2. Escalating sexual tension. It's the final hours of the weekend, so let's top it off with women having man trouble and swooning over doctors. I am somehow able to stomach putting myself through Desperate Housewives at 9 PM (yes, instead of The Sopranos, God help me), so the "coming up next on Grey's Anatomy" clips of interns-in-love don't exactly make me want to peel my eyes open for another hour. At least not for ABC.
3. Almost Scrubs-like hospital inaccuracies. The little bit I caught of this show was very cool, I admit. It was Sunday night's episode that ended with the shooting. Now, I'm going from the brief description I was given of the season finale Monday night, but nobody got fired for that debacle with the heart surgery? Nobody went to jail? I really am afraid to find out that next season doesn't start with one hell of a shakedown. And please, don't get on me because I'm letting the lack of realism ruin the show. I do like a lack of realism -- it's why I watch Lost! But Grey's is labeled as a drama, not a comedy.
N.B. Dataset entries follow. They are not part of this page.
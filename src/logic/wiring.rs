//! Connection wiring: where each match's winner advances and, under double elimination,
//! where its loser drops.

use crate::logic::topology::drop_in_round;
use crate::models::{Bracket, BracketFormat, MatchId};

/// Winner edge for winners-tree match `(round, position)`.
///
/// Inside the tree the winner moves to `(round + 1, position / 2)`. The last round is
/// terminal in single elimination and feeds the grand final otherwise.
pub fn winners_next(format: BracketFormat, rounds: usize, round: u32, position: u32) -> Option<MatchId> {
    if (round as usize) + 1 < rounds {
        Some(MatchId::winners(round + 1, position / 2))
    } else {
        match format {
            BracketFormat::SingleElimination => None,
            BracketFormat::DoubleElimination => Some(MatchId::grand_final()),
        }
    }
}

/// Loser edge for winners-tree match `(round, position)`.
///
/// First-round losers pair up two per losers-round-0 match. Losers of winners round
/// `k >= 1` drop into losers round `2k - 1`; odd `k` mirror the position so nobody meets
/// an opponent from their own quarter straight away.
pub fn loser_drop(losers_sizes: &[usize], round: u32, position: u32) -> Option<MatchId> {
    let target = drop_in_round(round);
    let size = *losers_sizes.get(target as usize)? as u32;
    if size == 0 {
        return None;
    }
    let slot = if round == 0 {
        position / 2
    } else if round % 2 == 1 {
        size.saturating_sub(position + 1)
    } else {
        position
    };
    Some(MatchId::losers(target, slot.min(size - 1)))
}

/// Winner edge for losers-tree match `(round, position)`.
///
/// Even rounds advance straight across into the drop-in round; odd rounds pair down.
/// The last losers round feeds the grand final.
pub fn losers_next(rounds: usize, round: u32, position: u32) -> MatchId {
    if (round as usize) + 1 >= rounds {
        MatchId::grand_final()
    } else if round % 2 == 0 {
        MatchId::losers(round + 1, position)
    } else {
        MatchId::losers(round + 1, position / 2)
    }
}

/// Set every forward edge. The grand final's edges point at the reset match and are
/// only followed when the losers-bracket champion takes the grand final.
pub fn wire(bracket: &mut Bracket) {
    let format = bracket.format;
    let winners_rounds = bracket.winners_rounds.len();
    let losers_rounds = bracket.losers_rounds.len();
    let losers_sizes: Vec<usize> = bracket.losers_rounds.iter().map(|r| r.matches.len()).collect();

    let mut edges: Vec<(MatchId, Option<MatchId>, Option<MatchId>)> = Vec::new();
    for id in bracket.winners_rounds.iter().flat_map(|r| r.matches.iter()) {
        let winner = winners_next(format, winners_rounds, id.round, id.position);
        let loser = match format {
            BracketFormat::SingleElimination => None,
            BracketFormat::DoubleElimination => loser_drop(&losers_sizes, id.round, id.position),
        };
        edges.push((*id, winner, loser));
    }
    for id in bracket.losers_rounds.iter().flat_map(|r| r.matches.iter()) {
        edges.push((*id, Some(losers_next(losers_rounds, id.round, id.position)), None));
    }
    if let (Some(gf), Some(reset)) = (bracket.grand_final, bracket.reset_match) {
        edges.push((gf, Some(reset), Some(reset)));
    }

    for (id, winner, loser) in edges {
        if let Some(m) = bracket.matches.get_mut(&id) {
            m.winner_next = winner;
            m.loser_next = loser;
        }
    }
}

#[cfg(test)]
mod tests {
    use super::*;
    use crate::logic::topology::losers_round_sizes;

    #[test]
    fn single_elimination_final_is_terminal() {
        let format = BracketFormat::SingleElimination;
        assert_eq!(winners_next(format, 3, 0, 3), Some(MatchId::winners(1, 1)));
        assert_eq!(winners_next(format, 3, 1, 0), Some(MatchId::winners(2, 0)));
        assert_eq!(winners_next(format, 3, 2, 0), None);
        assert_eq!(
            winners_next(BracketFormat::DoubleElimination, 3, 2, 0),
            Some(MatchId::grand_final())
        );
    }

    #[test]
    fn every_loser_drop_lands_in_its_drop_in_round() {
        let sizes = losers_round_sizes(16);
        assert_eq!(loser_drop(&sizes, 0, 0), Some(MatchId::losers(0, 0)));
        assert_eq!(loser_drop(&sizes, 0, 7), Some(MatchId::losers(0, 3)));
        // Winners round 1 (4 matches) drops mirrored into losers round 1.
        assert_eq!(loser_drop(&sizes, 1, 0), Some(MatchId::losers(1, 3)));
        assert_eq!(loser_drop(&sizes, 1, 3), Some(MatchId::losers(1, 0)));
        // Winners round 2 keeps positions.
        assert_eq!(loser_drop(&sizes, 2, 1), Some(MatchId::losers(3, 1)));
        // Winners final drops into the losers final.
        assert_eq!(loser_drop(&sizes, 3, 0), Some(MatchId::losers(5, 0)));
    }

    #[test]
    fn two_entrant_double_elimination_drops_into_the_only_losers_match() {
        let sizes = losers_round_sizes(2);
        assert_eq!(loser_drop(&sizes, 0, 0), Some(MatchId::losers(0, 0)));
    }

    #[test]
    fn losers_rounds_alternate_straight_and_pairing_down() {
        assert_eq!(losers_next(6, 0, 3), MatchId::losers(1, 3));
        assert_eq!(losers_next(6, 1, 3), MatchId::losers(2, 1));
        assert_eq!(losers_next(6, 4, 0), MatchId::losers(5, 0));
        assert_eq!(losers_next(6, 5, 0), MatchId::grand_final());
    }
}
4. Patrick Dempsey used to play annoying geeks who got laid. Did you know this is the same guy who played the dweeb in Can't Buy Me Love, In the Mood and Meatballs III? It's hard enough to admit that I've seen these movies, but I have. Patrick Dempsey pissed me off -- how dare this skinny dork have girls swooning over him! I was so sure he was being completely typecast as the geek finding love, and now I'm hearing women who watch this show are actually swooning over him? Damn him!
5. My wife's in love with Chris O'Donnell. Yeah yeah, go on. I know you want to call me insecure. For years I've known that my wife's had the hots for Chris O'Donnell. And hey, I have to admit, he's a handsome man. And while I'd be tolerating the McSexTension, the medical inaccuracies and the Woo Woo Kid, she's drooling over this guy and getting all horny and wanting to have sex and ... wait, why was I afraid of this show again?